The coronavirus (COVID-19) has forced bakeries and equipment manufacturers to get creative when it comes to servicing machinery. Having someone hop on a plane to then spend time inside a bakery is problematic at both ends.

“We are doing more and more virtual sessions for new machine installations or service needs,” said Ron Cardey, senior vice president, customer engagement, Kwik Lok. “Although we always like to meet our customers at their locations to understand their specific facility needs, working virtually has been very successful.”

Remote evaluations and maintenance were rare before the pandemic, said Dennis Gunnell, president, Formost Fuji, but bakeries have gotten more flexible in accommodating a virtual assessment.

“Now people are more open to something as simple as bringing their iPhone or Android phone down to the machine and FaceTiming to say, ‘Look at this,’” he added.

This allows equipment experts to see the machine in action and identify problems or parts that may need to be fixed or replaced, which saves time and money.

Before the pandemic, manufacturers sent their technicians to assess the situation.

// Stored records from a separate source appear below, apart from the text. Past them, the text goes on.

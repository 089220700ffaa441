use chanwatch_core::{
    CoreError, MatchRecord, MatchStatistics, OutputError, ScanSummary, TimeWindow,
};
use chrono::{DateTime, Utc};
use std::path::{Path, PathBuf};
use tracing::{error, info};

#[cfg(test)]
mod tests;

const RULE_WIDTH: usize = 80;

#[derive(Debug, Clone, Copy, PartialEq, Eq)]
pub enum ReportKind {
    Live,
    Archived,
}

impl ReportKind {
    fn file_tag(self) -> &'static str {
        match self {
            ReportKind::Live => "filtered_raw",
            ReportKind::Archived => "archived_filtered",
        }
    }
}

/// Run details printed in the text report header.
#[derive(Debug, Clone)]
pub struct ReportContext<'a> {
    pub board: &'a str,
    pub kind: ReportKind,
    pub window: TimeWindow,
    pub keywords: &'a [String],
    pub summary: &'a ScanSummary,
    pub generated_at: DateTime<Utc>,
}

#[derive(Debug, Clone, PartialEq, Eq)]
pub struct WrittenReport {
    pub json_path: PathBuf,
    pub text_path: PathBuf,
}

pub struct ReportWriter {
    output_dir: PathBuf,
}

impl ReportWriter {
    pub fn new(output_dir: impl Into<PathBuf>) -> Self {
        Self {
            output_dir: output_dir.into(),
        }
    }

    pub fn output_dir(&self) -> &Path {
        &self.output_dir
    }

    /// Writes the JSON and text reports. Nothing is written for an empty
    /// result set.
    pub fn write(
        &self,
        context: &ReportContext<'_>,
        records: &[MatchRecord],
    ) -> Result<Option<WrittenReport>, CoreError> {
        if records.is_empty() {
            info!("No matches found with current criteria, nothing written");
            return Ok(None);
        }

        std::fs::create_dir_all(&self.output_dir).map_err(|e| {
            error!(
                "Failed to create output directory {}: {}",
                self.output_dir.display(),
                e
            );
            OutputError::DirectoryCreation {
                path: self.output_dir.display().to_string(),
            }
        })?;

        let stem = format!(
            "{}_{}_{}",
            context.board,
            context.kind.file_tag(),
            context.generated_at.format("%Y%m%d_%H%M%S")
        );
        let json_path = self.output_dir.join(format!("{}.json", stem));
        let text_path = self.output_dir.join(format!("{}.txt", stem));

        let json = serde_json::to_string_pretty(records)?;
        write_file(&json_path, &json)?;
        write_file(&text_path, &render_text(context, records))?;

        info!(
            "Saved {} posts to {} and {}",
            records.len(),
            json_path.display(),
            text_path.display()
        );

        Ok(Some(WrittenReport {
            json_path,
            text_path,
        }))
    }
}

fn write_file(path: &Path, contents: &str) -> Result<(), OutputError> {
    std::fs::write(path, contents).map_err(|e| {
        error!("Failed to write {}: {}", path.display(), e);
        OutputError::WriteFailed {
            path: path.display().to_string(),
        }
    })
}

/// Human-readable rendering of a report.
pub fn render_text(context: &ReportContext<'_>, records: &[MatchRecord]) -> String {
    let rule = "=".repeat(RULE_WIDTH);
    let mut out = String::new();

    match context.kind {
        ReportKind::Live => out.push_str(&format!("4chan /{}/ Filtered Posts\n", context.board)),
        ReportKind::Archived => out.push_str(&format!(
            "ARCHIVED THREADS ANALYSIS - /{}/\n",
            context.board
        )),
    }
    out.push_str(&format!(
        "Generated: {}\n",
        context.generated_at.format("%Y-%m-%d %H:%M:%S")
    ));
    out.push_str(&format!("Time Range: {}\n", context.window.describe()));
    out.push_str(&format!("Keywords: {}\n", context.keywords.join(", ")));
    out.push_str(&format!(
        "Threads processed: {}\n",
        context.summary.threads_checked
    ));
    out.push_str(&format!("Total posts: {}\n", context.summary.posts_checked));
    out.push_str(&format!("Total Matches: {}\n", records.len()));

    if context.kind == ReportKind::Archived {
        let stats = MatchStatistics::from_records(records);
        out.push_str(&format!(
            "Unique threads with matches: {}\n",
            stats.unique_threads
        ));
        out.push_str(&format!(
            "Original posts (thread starters): {}\n",
            stats.original_posts
        ));
        out.push_str(&format!(
            "Posts with files/images: {}\n",
            stats.posts_with_files
        ));
    }
    out.push_str(&format!("{}\n\n", rule));

    for (i, post) in records.iter().enumerate() {
        out.push_str(&format!(
            "POST #{} - Keywords: {}\n",
            i + 1,
            post.matched_keywords.join(", ")
        ));
        out.push_str(&format!("{}\n", rule));
        out.push_str(&format!("Thread: {}\n", post.thread_title));
        if post.thread_is_archived {
            out.push_str(&format!("Thread #: {} (Archived)\n", post.thread_no));
        }
        out.push_str(&format!("Time: {}\n", post.human_time));

        out.push_str(&format!("Poster: {}", post.poster_name));
        if !post.poster_id.is_empty() {
            out.push_str(&format!(" (ID: {})", post.poster_id));
        }
        if let Some(flag) = &post.poster_flag {
            out.push_str(&format!(" ({})", flag));
        }
        out.push('\n');

        out.push_str(&format!("URL: {}\n", post.post_url));
        out.push_str(&format!("Original Post: {}\n", post.is_original_post));
        out.push_str(&format!(
            "Replies: {}, Images: {}\n",
            post.replies, post.images
        ));
        if let (Some(name), Some(url)) = (&post.file_name, &post.file_url) {
            out.push_str(&format!("File: {} ({})\n", name, url));
        }
        out.push_str(&format!("{}\n", "-".repeat(40)));
        out.push_str(&format!("{}\n", post.post_text));
        out.push_str(&format!("\n{}\n\n", rule));
    }

    out
}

Then they either had to wait for the parts to arrive to fix the problem or come back to install them later. Virtual troubleshooting has cut that time significantly.

“Now we offer assistance through video-sharing apps and have moved to offering remote support via HoloLens, which works across multiple platforms and offers a much more immersive experience for both our tech support and the customer,” Mr. Hughes said.

Food safety has been a concern throughout the pandemic, including some bakeries going to individually wrapped products and solutions that allowed bakeries to reduce or eliminate human handling.

“Some bakers are looking for tamper-proof packaging,” Mr. Lemieux said. “This can take multiple shapes from special ties to bag sealing systems.”

Bakeries operating high-speed lines must have machinery they can count on to keep downtime to a minimum. With maintenance, bagging and closing equipment can keep running in peak condition.